The metabolic syndrome is a condition consisting of multiple symptoms including elevated blood glucose, triglycerides, cholesterol, LDL (the bad cholesterol) and decreased HDL (the good cholesterol). A part of the metabolic syndrome is insulin resistance which occurs when the insulin is not able to transfer the blood sugar into the cells as efficiently as it used to. This will first result in elevated insulin levels as the pancreas compensates trying to transfer the glucose into the cells so it can be used for energy. Later the blood glucose may also increase as the pancreas is not able to compensate and the insulin resistance get worse. Symptoms are usually weight gain especially around the waist, less energy and increased low grade inflammation.
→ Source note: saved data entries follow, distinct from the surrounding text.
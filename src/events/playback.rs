//! Playback notification events.
//!
//! The engine never touches UI handles. Collaborators that need to react to
//! playback — enabling or disabling run/pause/stop affordances, flagging
//! "no clip selected" style errors — subscribe to these events instead.
//!
//! # Example
//!
//! ```ignore
//! world.add_observer(|trigger: On<RunStateChanged>| {
//!     if trigger.to == RunState::Stopped {
//!         // restore the run button
//!     }
//! });
//! ```
//!
//! # Related
//!
//! - [`crate::components::playback::Playback`] – the state being reported
//! - [`crate::systems::playback::advance_playback`] – triggers these on
//!   automatic completion of a play-once clip

use bevy_ecs::prelude::*;

use crate::components::playback::RunState;

/// Event emitted on every run-state transition, whether requested through
/// the player (run/pause/stop/select) or automatic (play-once cycle end).
#[derive(Event, Debug, Clone, Copy, PartialEq, Eq)]
pub struct RunStateChanged {
    /// The stage entity whose playback changed.
    pub entity: Entity,
    pub from: RunState,
    pub to: RunState,
}

/// Event emitted when a play-once clip completes its single pass.
///
/// Always accompanied by a [`RunStateChanged`] to [`RunState::Stopped`].
#[derive(Event, Debug, Clone, Copy, PartialEq, Eq)]
pub struct ClipFinished {
    /// The stage entity that finished playing.
    pub entity: Entity,
    /// Index of the clip that completed.
    pub clip_index: usize,
}
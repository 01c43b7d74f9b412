//! Data Transfer Objects for REST request/response serialization.
//!
//! Domain entities that are already `Serialize + ToSchema` are returned
//! as-is; only request bodies, query strings and envelopes live here.

pub mod common_dto;
pub mod ticket_dto;
pub mod transaction_dto;
pub mod waitlist_dto;

pub use common_dto::*;
pub use ticket_dto::*;
pub use transaction_dto::*;
pub use waitlist_dto::*;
Risk factors associated both insulin resistance and the metabolic syndrome are not enough physical activity, stress and high glycemic index foods. Skipping meals can also be added to the list of risk factors, this was documented in a Swedish study recently (Sierra-Johnson J, et al, 2008). This makes sense since going a long time without eating results in glucose production in the liver to avoid low blood sugar. With time, the liver may produce more glucose than needed which will result in increased blood sugar.
Triggering this response is the hormone glucagone which stimulates the body to break down its own protein. The protein (amino acids) are then converted to glucose in the liver. This is a quicker way to produce energy than using fat which the body also will do.
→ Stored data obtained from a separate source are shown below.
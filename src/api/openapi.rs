//! OpenAPI document for the REST surface.

use utoipa::openapi::security::{HttpAuthScheme, HttpBuilder, SecurityScheme};
use utoipa::{Modify, OpenApi};

use super::dto::{
    JoinWaitlistRequest, JoinWaitlistResponse, PaginationMeta, RestockRequest, ReserveRequest,
    TransactionListResponse,
};
use super::handlers::{events, notifications, system, tickets, transactions, waitlist};
use crate::domain::{
    Event, EventDetails, NewTicketType, Notification, NotificationKind, TicketType,
    TicketTypePatch, Transaction, TransactionStatus, WaitlistEntry,
};
use crate::error::{ErrorBody, ErrorResponse};

/// Registers the `bearer` JWT security scheme referenced by handlers.
#[derive(Debug)]
struct BearerAuth;

impl Modify for BearerAuth {
    fn modify(&self, openapi: &mut utoipa::openapi::OpenApi) {
        let components = openapi.components.get_or_insert_with(Default::default);
        components.add_security_scheme(
            "bearer",
            SecurityScheme::Http(
                HttpBuilder::new()
                    .scheme(HttpAuthScheme::Bearer)
                    .bearer_format("JWT")
                    .build(),
            ),
        );
    }
}

/// Aggregated OpenAPI document, served at `/api/docs/openapi.json` when
/// the `swagger-ui` feature is enabled.
#[derive(Debug, OpenApi)]
#[openapi(
    info(title = "Box Office", description = "Ticket reservation, waitlist and notification API"),
    paths(
        system::health_handler,
        events::list_events,
        events::get_event,
        events::create_event,
        events::update_event,
        tickets::list_tickets,
        tickets::get_ticket,
        tickets::create_ticket,
        tickets::update_ticket,
        tickets::delete_ticket,
        tickets::restock_ticket,
        transactions::reserve,
        transactions::list_own,
        transactions::cancel,
        transactions::list_all,
        transactions::get_transaction,
        transactions::confirm,
        transactions::decline,
        waitlist::join_waitlist,
        waitlist::list_waitlist,
        notifications::list_notifications,
        notifications::mark_read,
    ),
    components(schemas(
        Event,
        EventDetails,
        TicketType,
        NewTicketType,
        TicketTypePatch,
        Transaction,
        TransactionStatus,
        WaitlistEntry,
        Notification,
        NotificationKind,
        ReserveRequest,
        RestockRequest,
        JoinWaitlistRequest,
        JoinWaitlistResponse,
        TransactionListResponse,
        PaginationMeta,
        ErrorResponse,
        ErrorBody,
    )),
    modifiers(&BearerAuth),
    tags(
        (name = "System", description = "Health"),
        (name = "Events", description = "Public event catalog"),
        (name = "Tickets", description = "Public ticket type catalog"),
        (name = "Transactions", description = "Reservations and the caller's purchases"),
        (name = "Waitlist", description = "Sold-out ticket type waitlists"),
        (name = "Notifications", description = "The caller's inbox"),
        (name = "Admin", description = "Catalog, stock and settlement administration"),
    )
)]
pub struct ApiDoc;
The results is usually weight gain especially around the waist, the break down of muscle tissue because that is a big source of protein, and lack of energy.
The best way to ensure that you have high energy and stay lean is to eat high nutrient, low glycemic index foods regularly and not skip meals. Many smaller meals are better than 1 or 2 big meals. Exercise should of course also be a part of your routine.
Sierra-Johnson J, et al, 2008. Eating meals irregularly: a novel environmental risk factor for the metabolic syndrome. Obesity (Silver Spring). 2008 Jun;16(6): 1302-7.